HIV incidence rising in young men, MSM of colour
A US study suggests that expanding HIV screening to reduce undiagnosed infections and increasing access to care and treatment to achieve viral suppression are important to lessen HIV transmission. It is also imperative that prevention methods, such as condoms and pre-exposure prophylaxis, be easily accessed, particularly among young men who have sex with men (MSM) and MSM of colour.
There was a 14.8-percent decrease in modeled HIV incidence (from 45,200 infections in 2008 to 38,500 in 2015) overall and among all transmission risk groups, except MSM.
HIV incidence rose by 3.1 percent (95 percent CI, 1.6–4.5 percent) per year among Hispanic/Latino MSM (from 6,300 infections in 2008 to 7,900 in 2015), decreased by 2.7 percent (–3.8 to –1.5 percent) per year among white MSM (from 8,800 infections in 2008 to 7,100 in 2015) and remained stable among black MSM at about 10,000 infections.
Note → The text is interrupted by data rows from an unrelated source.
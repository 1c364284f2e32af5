//! Ordered, fail-open price resolution.

use std::collections::{BTreeSet, HashMap};
use std::sync::Arc;
use std::time::Duration;

use futures::stream::{self, StreamExt};
use reqwest::Client;
use tokio::time::timeout;
use tracing::{debug, warn};

use crate::api::{AlphaVantageProvider, CoinGeckoProvider};
use crate::config::MarketDataConfig;
use crate::error::{ProviderError, ValuationError};
use crate::models::{PriceQuote, Symbol};

use super::{PriceProvider, StaticPriceProvider};

const DEFAULT_CALL_TIMEOUT: Duration = Duration::from_secs(15);
const DEFAULT_CONCURRENCY: usize = 8;

/// Tries providers strictly in order and returns the first price found.
///
/// Provider failures and timeouts are logged and swallowed. With the static
/// fallback provider last in the chain every symbol resolves.
pub struct PriceResolver {
    providers: Vec<Arc<dyn PriceProvider>>,
    call_timeout: Duration,
    max_concurrency: usize,
}

impl PriceResolver {
    pub fn new(providers: Vec<Arc<dyn PriceProvider>>) -> Self {
        Self {
            providers,
            call_timeout: DEFAULT_CALL_TIMEOUT,
            max_concurrency: DEFAULT_CONCURRENCY,
        }
    }

    /// Standard chain: equity quotes, then crypto, then the static table.
    pub fn from_config(client: Client, config: &MarketDataConfig) -> Self {
        let providers: Vec<Arc<dyn PriceProvider>> = vec![
            Arc::new(AlphaVantageProvider::new(client.clone(), config)),
            Arc::new(CoinGeckoProvider::new(client, config)),
            Arc::new(StaticPriceProvider::default()),
        ];

        Self::new(providers)
            .with_call_timeout(config.lookup_timeout)
            .with_concurrency(config.max_concurrent_lookups)
    }

    pub fn with_call_timeout(mut self, call_timeout: Duration) -> Self {
        self.call_timeout = call_timeout;
        self
    }

    pub fn with_concurrency(mut self, max_concurrency: usize) -> Self {
        self.max_concurrency = max_concurrency.max(1);
        self
    }

    pub fn provider_ids(&self) -> Vec<&'static str> {
        self.providers.iter().map(|p| p.id()).collect()
    }

    /// Resolve one symbol. Errors only if every provider in the chain failed.
    pub async fn resolve(&self, symbol: &Symbol) -> Result<PriceQuote, ValuationError> {
        for provider in &self.providers {
            match self.call(provider.as_ref(), symbol).await {
                Ok(quote) => {
                    debug!(
                        symbol = %symbol,
                        provider = provider.id(),
                        price = %quote.price,
                        source = %quote.source,
                        "Resolved price"
                    );
                    return Ok(quote);
                }
                Err(e) => {
                    warn!(
                        symbol = %symbol,
                        provider = provider.id(),
                        error = %e,
                        "Price provider failed, trying next"
                    );
                }
            }
        }

        Err(ValuationError::NoPrice {
            symbol: symbol.to_string(),
        })
    }

    async fn call(
        &self,
        provider: &dyn PriceProvider,
        symbol: &Symbol,
    ) -> Result<PriceQuote, ProviderError> {
        match timeout(self.call_timeout, provider.latest_price(symbol)).await {
            Ok(result) => {
                let quote = result?;
                if quote.price.is_positive() {
                    Ok(quote)
                } else {
                    Err(ProviderError::InvalidPrice {
                        provider: provider.id(),
                        value: quote.price.to_string(),
                    })
                }
            }
            Err(_) => Err(ProviderError::Timeout {
                provider: provider.id(),
                after: self.call_timeout,
            }),
        }
    }

    /// Resolve each distinct symbol once, concurrently.
    ///
    /// Results are keyed by symbol, so completion order never affects them.
    pub async fn resolve_many<'a, I>(
        &self,
        symbols: I,
    ) -> HashMap<Symbol, Result<PriceQuote, ValuationError>>
    where
        I: IntoIterator<Item = &'a Symbol>,
    {
        let distinct: BTreeSet<&Symbol> = symbols.into_iter().collect();
        debug!(count = distinct.len(), "Resolving prices");

        stream::iter(distinct)
            .map(|symbol| async move { (symbol.clone(), self.resolve(symbol).await) })
            .buffer_unordered(self.max_concurrency)
            .collect()
            .await
    }
}

#[cfg(test)]
pub(crate) mod tests {
    use super::*;
    use crate::models::QuoteSource;
    use crate::money::Money;
    use async_trait::async_trait;
    use rust_decimal_macros::dec;
    use std::collections::HashSet;
    use std::sync::atomic::{AtomicUsize, Ordering};

    /// Provider that prices a fixed set of symbols and fails on the rest.
    pub(crate) struct MockProvider {
        id: &'static str,
        source: QuoteSource,
        price: Money,
        known: Option<HashSet<String>>,
        delay: Option<Duration>,
        pub(crate) call_count: AtomicUsize,
    }

    impl MockProvider {
        pub(crate) fn pricing_all(id: &'static str, source: QuoteSource, price: Money) -> Self {
            Self {
                id,
                source,
                price,
                known: None,
                delay: None,
                call_count: AtomicUsize::new(0),
            }
        }

        pub(crate) fn pricing(
            id: &'static str,
            source: QuoteSource,
            price: Money,
            symbols: &[&str],
        ) -> Self {
            Self {
                known: Some(symbols.iter().map(|s| s.to_string()).collect()),
                ..Self::pricing_all(id, source, price)
            }
        }

        pub(crate) fn failing(id: &'static str) -> Self {
            Self::pricing(id, QuoteSource::Equity, Money::ZERO, &[])
        }

        fn slow(mut self, delay: Duration) -> Self {
            self.delay = Some(delay);
            self
        }

        pub(crate) fn calls(&self) -> usize {
            self.call_count.load(Ordering::SeqCst)
        }
    }

    #[async_trait]
    impl PriceProvider for MockProvider {
        fn id(&self) -> &'static str {
            self.id
        }

        async fn latest_price(&self, symbol: &Symbol) -> Result<PriceQuote, ProviderError> {
            self.call_count.fetch_add(1, Ordering::SeqCst);

            if let Some(delay) = self.delay {
                tokio::time::sleep(delay).await;
            }

            let priced = self
                .known
                .as_ref()
                .map_or(true, |known| known.contains(symbol.as_str()));
            if priced {
                Ok(PriceQuote::new(symbol.clone(), self.price, self.source))
            } else {
                Err(ProviderError::MissingPrice {
                    provider: self.id,
                    symbol: symbol.to_string(),
                })
            }
        }
    }

    fn sym(s: &str) -> Symbol {
        Symbol::parse(s).unwrap()
    }

    #[tokio::test]
    async fn test_first_success_short_circuits() {
        let equity = Arc::new(MockProvider::pricing_all(
            "equity",
            QuoteSource::Equity,
            Money::from(dec!(187.20)),
        ));
        let crypto = Arc::new(MockProvider::pricing_all(
            "crypto",
            QuoteSource::Crypto,
            Money::from(dec!(1)),
        ));
        let fallback = Arc::new(MockProvider::pricing_all(
            "fallback",
            QuoteSource::Fallback,
            Money::from(dec!(150.00)),
        ));
        let resolver =
            PriceResolver::new(vec![equity.clone(), crypto.clone(), fallback.clone()]);

        let quote = resolver.resolve(&sym("AAPL")).await.unwrap();

        assert_eq!(quote.price, Money::from(dec!(187.20)));
        assert_eq!(quote.source, QuoteSource::Equity);
        assert_eq!(equity.calls(), 1);
        assert_eq!(crypto.calls(), 0);
        assert_eq!(fallback.calls(), 0);
    }

    #[tokio::test]
    async fn test_falls_through_in_order() {
        let equity = Arc::new(MockProvider::failing("equity"));
        let crypto = Arc::new(MockProvider::pricing(
            "crypto",
            QuoteSource::Crypto,
            Money::from(dec!(64000.5)),
            &["BITCOIN"],
        ));
        let resolver = PriceResolver::new(vec![
            equity.clone(),
            crypto.clone(),
            Arc::new(StaticPriceProvider::default()),
        ]);

        let quote = resolver.resolve(&sym("bitcoin")).await.unwrap();
        assert_eq!(quote.source, QuoteSource::Crypto);
        assert_eq!(quote.price, Money::from(dec!(64000.5)));

        let quote = resolver.resolve(&sym("ZZZ")).await.unwrap();
        assert_eq!(quote.source, QuoteSource::FallbackDefault);
        assert_eq!(quote.price.to_string(), "100.00");

        assert_eq!(equity.calls(), 2);
        assert_eq!(crypto.calls(), 2);
    }

    #[tokio::test]
    async fn test_timeout_moves_to_next_provider() {
        let slow = Arc::new(
            MockProvider::pricing_all("equity", QuoteSource::Equity, Money::from(dec!(1)))
                .slow(Duration::from_secs(5)),
        );
        let resolver = PriceResolver::new(vec![slow.clone(), Arc::new(StaticPriceProvider::default())])
            .with_call_timeout(Duration::from_millis(20));

        let quote = resolver.resolve(&sym("TSLA")).await.unwrap();
        assert_eq!(quote.source, QuoteSource::Fallback);
        assert_eq!(quote.price, Money::from(dec!(250.00)));
        assert_eq!(slow.calls(), 1);
    }

    #[tokio::test]
    async fn test_non_positive_price_is_a_failure() {
        let zero = Arc::new(MockProvider::pricing_all(
            "equity",
            QuoteSource::Equity,
            Money::ZERO,
        ));
        let resolver = PriceResolver::new(vec![zero, Arc::new(StaticPriceProvider::default())]);

        let quote = resolver.resolve(&sym("ETH")).await.unwrap();
        assert_eq!(quote.source, QuoteSource::Fallback);
        assert_eq!(quote.price, Money::from(dec!(3000.00)));
    }

    #[tokio::test]
    async fn test_chain_without_fallback_can_fail() {
        let resolver = PriceResolver::new(vec![Arc::new(MockProvider::failing("equity"))]);
        let result = resolver.resolve(&sym("AAPL")).await;
        assert!(matches!(result, Err(ValuationError::NoPrice { .. })));
    }

    #[tokio::test]
    async fn test_resolve_many_deduplicates() {
        let equity = Arc::new(MockProvider::pricing_all(
            "equity",
            QuoteSource::Equity,
            Money::from(dec!(10)),
        ));
        let resolver = PriceResolver::new(vec![equity.clone()]).with_concurrency(2);

        let symbols = vec![sym("AAPL"), sym("MSFT"), sym("aapl"), sym("GOOGL")];
        let prices = resolver.resolve_many(&symbols).await;

        assert_eq!(prices.len(), 3);
        assert_eq!(equity.calls(), 3);
        assert!(prices.values().all(|r| r.is_ok()));
    }
}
While HIV incidence decreased by 3.0 percent (–4.2 percent to –1.8 percent) and 4.7 percent (–6.2 to –3.1 percent) per year among MSM aged 13–24 years and those aged 35–44 years, respectively, it increased by 5.7 percent (4.4–7.0 percent) per year (from 6,900 infections in 2008 to 10,000 in 2015) among MSM aged 25–34 years.
“The percentage of undiagnosed HIV infections was higher among black, Hispanic/Latino, and younger MSM than white and older MSM, respectively,” the investigators said.
Individuals aged ≥13 years with diagnosed HIV infection were included in this cross-sectional analysis. The investigators used data on HIV diagnoses and the first CD4 test result after diagnosis to model HIV incidence and prevalence as well as the percentage of undiagnosed HIV infections from 2008 to 2014 based on a well-characterized CD4 depletion model.
The study was limited by the assumptions of the CD4 depletion model and variability of CD4 values, according to the investigators.